What is expected: Pull out every line in the data that has the string "rebuilding" in it.

━━━ Records provided ━━━

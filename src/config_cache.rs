//! Per-application configuration cache.
//!
//! `ConfigCache` is the front door callers use to obtain a `LoggerHandle`. It
//! decides whether an application's current sinks can be reused or must be
//! rebuilt from new settings, and publishes the result as an immutable
//! `AppProfile` that the router and dispatcher read without locking.

use crate::config::LoggerConfig;
use crate::core::{is_valid_application_name, Formatter, MailTransport};
use crate::dispatch::{Dispatcher, LoggerHandle};
use crate::error::ConfigError;
use crate::formatting::PatternFormatter;
use crate::notification::AlertForwarder;
use crate::router::Router;
use crate::sink::RotationPolicy;
use anyhow::Context;
use arc_swap::ArcSwap;
use std::collections::HashMap;
use std::path::PathBuf;
use std::sync::atomic::{AtomicU64, Ordering};
use std::sync::{Arc, Mutex, PoisonError};
use tracing::{debug, error, info, warn};

/// Everything derived from one application's `LoggerConfig`, built up front so
/// that publishing it is a single pointer swap.
pub struct AppProfile {
    /// Empty for the fallback profile.
    pub app_name: String,
    /// Increases with every rebuild. Sinks built from an older generation are stale.
    pub generation: u64,
    pub config: LoggerConfig,
    pub log_path: PathBuf,
    pub policy: RotationPolicy,
    pub formatter: Arc<dyn Formatter>,
    /// Present only when alerting is enabled and fully configured.
    pub forwarder: Option<Arc<AlertForwarder>>,
    /// Set on the placeholder left behind by a removed application. It routes
    /// like the fallback but outranks the generation of the removed profile.
    pub retired: bool,
}

impl AppProfile {
    /// Validates `config` and builds every resource it describes.
    ///
    /// An incomplete alert configuration is not an error: the alert path is
    /// disabled with a warning and routing proceeds without it.
    pub fn build(
        app_name: &str,
        config: LoggerConfig,
        generation: u64,
        transport: &Arc<dyn MailTransport>,
    ) -> anyhow::Result<Self> {
        let policy = RotationPolicy::from_config(&config).with_context(|| {
            format!(
                "invalid rotation sizes (max_file_size={:?}, total_size_cap={:?})",
                config.effective_max_file_size(),
                config.effective_total_size_cap()
            )
        })?;
        let formatter = PatternFormatter::new(config.effective_pattern())
            .with_context(|| format!("invalid log pattern {:?}", config.effective_pattern()))?;

        let forwarder = if config.alert.enabled {
            match AlertForwarder::new(app_name, &config.alert, Arc::clone(transport)) {
                Ok(forwarder) => Some(Arc::new(forwarder)),
                Err(e) => {
                    warn!(app = app_name, error = %e, "Alert forwarding disabled");
                    None
                }
            }
        } else {
            None
        };

        Ok(Self {
            app_name: app_name.to_string(),
            generation,
            log_path: config.effective_log_path(),
            policy,
            formatter: Arc::new(formatter),
            forwarder,
            config,
            retired: false,
        })
    }

    /// The placeholder for a removed `app`: the fallback's resources under a
    /// fresh generation, without alerting.
    fn retired(fallback: &AppProfile, app_name: &str, generation: u64) -> Self {
        Self {
            app_name: app_name.to_string(),
            generation,
            config: fallback.config.clone(),
            log_path: fallback.log_path.clone(),
            policy: fallback.policy,
            formatter: Arc::clone(&fallback.formatter),
            forwarder: None,
            retired: true,
        }
    }
}

impl std::fmt::Debug for AppProfile {
    fn fmt(&self, f: &mut std::fmt::Formatter<'_>) -> std::fmt::Result {
        f.debug_struct("AppProfile")
            .field("app_name", &self.app_name)
            .field("generation", &self.generation)
            .field("log_path", &self.log_path)
            .field("policy", &self.policy)
            .field("alerting", &self.forwarder.is_some())
            .field("retired", &self.retired)
            .finish()
    }
}

/// The published `application -> AppProfile` map.
///
/// Readers load a snapshot of the whole map atomically, so they always see
/// either the complete old profile of an application or the complete new one.
pub struct ProfileStore {
    profiles: ArcSwap<HashMap<String, Arc<AppProfile>>>,
    fallback: Arc<AppProfile>,
}

impl ProfileStore {
    /// Creates an empty store. `fallback` serves applications never resolved.
    pub fn new(fallback: AppProfile) -> Self {
        Self {
            profiles: ArcSwap::from_pointee(HashMap::new()),
            fallback: Arc::new(fallback),
        }
    }

    /// The configured profile of `app`. Removed applications have none.
    pub fn get(&self, app: &str) -> Option<Arc<AppProfile>> {
        self.profiles
            .load()
            .get(app)
            .filter(|profile| !profile.retired)
            .cloned()
    }

    /// The profile events of `app` are routed with: its configured profile,
    /// the placeholder left by its removal, or the fallback.
    pub fn profile_for(&self, app: &str) -> Arc<AppProfile> {
        self.profiles
            .load()
            .get(app)
            .cloned()
            .unwrap_or_else(|| Arc::clone(&self.fallback))
    }

    pub fn fallback(&self) -> &Arc<AppProfile> {
        &self.fallback
    }

    pub(crate) fn publish(&self, profile: Arc<AppProfile>) {
        self.profiles.rcu(|current| {
            let mut next = HashMap::clone(current);
            next.insert(profile.app_name.clone(), Arc::clone(&profile));
            next
        });
    }

    /// Replaces the configured profile of `app` with a retired placeholder
    /// at `generation`, so sinks built from the removed profile compare as
    /// stale. Returns the removed profile.
    pub(crate) fn retire(&self, app: &str, generation: u64) -> Option<Arc<AppProfile>> {
        let previous = self.get(app)?;
        let placeholder = Arc::new(AppProfile::retired(&self.fallback, app, generation));
        self.publish(placeholder);
        Some(previous)
    }
}

impl std::fmt::Debug for ProfileStore {
    fn fmt(&self, f: &mut std::fmt::Formatter<'_>) -> std::fmt::Result {
        f.debug_struct("ProfileStore")
            .field("applications", &self.profiles.load().len())
            .field("fallback", &self.fallback)
            .finish()
    }
}

/// Maps application names to their effective configuration and keeps the
/// router's sinks in step with it.
pub struct ConfigCache {
    store: Arc<ProfileStore>,
    router: Arc<Router>,
    dispatcher: Arc<Dispatcher>,
    transport: Arc<dyn MailTransport>,
    // Guards the rebuild path only; lookups never take it.
    rebuild_lock: Mutex<()>,
    generations: AtomicU64,
}

impl ConfigCache {
    pub fn new(
        store: Arc<ProfileStore>,
        router: Arc<Router>,
        dispatcher: Arc<Dispatcher>,
        transport: Arc<dyn MailTransport>,
    ) -> Self {
        let first_generation = store.fallback().generation;
        Self {
            store,
            router,
            dispatcher,
            transport,
            rebuild_lock: Mutex::new(()),
            generations: AtomicU64::new(first_generation),
        }
    }

    /// Returns a handle for `app`, rebuilding its sinks only if `requested`
    /// is not equivalent to the cached configuration.
    ///
    /// Concurrent callers asking for the same new configuration rebuild it
    /// once; the others observe the finished result.
    pub fn resolve(&self, app: &str, requested: LoggerConfig) -> Result<LoggerHandle, ConfigError> {
        validate_name(app)?;

        if self.is_current(app, &requested) {
            debug!(app, "Using cached logger");
            return Ok(self.handle(app));
        }

        let _guard = self.rebuild_lock.lock().unwrap_or_else(PoisonError::into_inner);
        if self.is_current(app, &requested) {
            debug!(app, "Using cached logger");
            return Ok(self.handle(app));
        }

        info!(app, "Configuring new logger");
        self.rebuild(app, requested)?;
        Ok(self.handle(app))
    }

    /// Rebuilds `app` from `config` even if it is equivalent to the current one.
    pub fn reload(&self, app: &str, config: LoggerConfig) -> Result<(), ConfigError> {
        validate_name(app)?;
        info!(app, ?config, "Reloading logger");

        let _guard = self.rebuild_lock.lock().unwrap_or_else(PoisonError::into_inner);
        self.rebuild(app, config)?;
        info!(app, "Logger successfully reloaded");
        Ok(())
    }

    /// Decommissions `app`: forgets its configuration and closes its sinks.
    /// Metrics are kept. Returns whether a configuration was cached.
    pub fn remove(&self, app: &str) -> bool {
        let _guard = self.rebuild_lock.lock().unwrap_or_else(PoisonError::into_inner);
        let removed = self.store.retire(app, self.next_generation()).is_some();
        let closed = self.router.remove_application(app);
        if removed || closed > 0 {
            info!(app, closed, "Removed application");
        }
        removed
    }

    /// The cached configuration of `app`, if it was resolved.
    pub fn current(&self, app: &str) -> Option<LoggerConfig> {
        self.store.get(app).map(|profile| profile.config.clone())
    }

    /// A handle bound to `app`'s current configuration, without rebuilding.
    pub fn handle(&self, app: &str) -> LoggerHandle {
        LoggerHandle::new(app, Arc::clone(&self.dispatcher))
    }

    pub fn store(&self) -> &Arc<ProfileStore> {
        &self.store
    }

    fn next_generation(&self) -> u64 {
        self.generations.fetch_add(1, Ordering::SeqCst) + 1
    }

    fn is_current(&self, app: &str, requested: &LoggerConfig) -> bool {
        self.store
            .get(app)
            .is_some_and(|profile| profile.config.is_equivalent(requested))
    }

    /// Builds the new profile first, then publishes it and retires the old
    /// sinks. A failed build leaves the previous profile in place.
    fn rebuild(&self, app: &str, config: LoggerConfig) -> Result<(), ConfigError> {
        let generation = self.next_generation();
        let profile = AppProfile::build(app, config, generation, &self.transport).map_err(|source| {
            error!(app, error = %format!("{:#}", source), "Failed to configure logger");
            ConfigError::Configuration {
                app: app.to_string(),
                source,
            }
        })?;

        let alerting = profile.forwarder.is_some();
        let log_path = profile.log_path.clone();
        self.store.publish(Arc::new(profile));
        let closed = self.router.remove_application(app);
        metrics::counter!("config_rebuilds_total").increment(1);
        info!(
            app,
            generation,
            log_path = %log_path.display(),
            alerting,
            closed_sinks = closed,
            "Logger configured successfully"
        );
        Ok(())
    }
}

impl std::fmt::Debug for ConfigCache {
    fn fmt(&self, f: &mut std::fmt::Formatter<'_>) -> std::fmt::Result {
        f.debug_struct("ConfigCache")
            .field("store", &self.store)
            .field("generation", &self.generations.load(Ordering::SeqCst))
            .finish_non_exhaustive()
    }
}

fn validate_name(app: &str) -> Result<(), ConfigError> {
    if !is_valid_application_name(app) {
        return Err(ConfigError::InvalidConfig);
    }
    Ok(())
}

━━━

Written solution:
    /// Returns a handle for `app`, rebuilding its sinks only if `requested`
    /// A handle bound to `app`'s current configuration, without rebuilding.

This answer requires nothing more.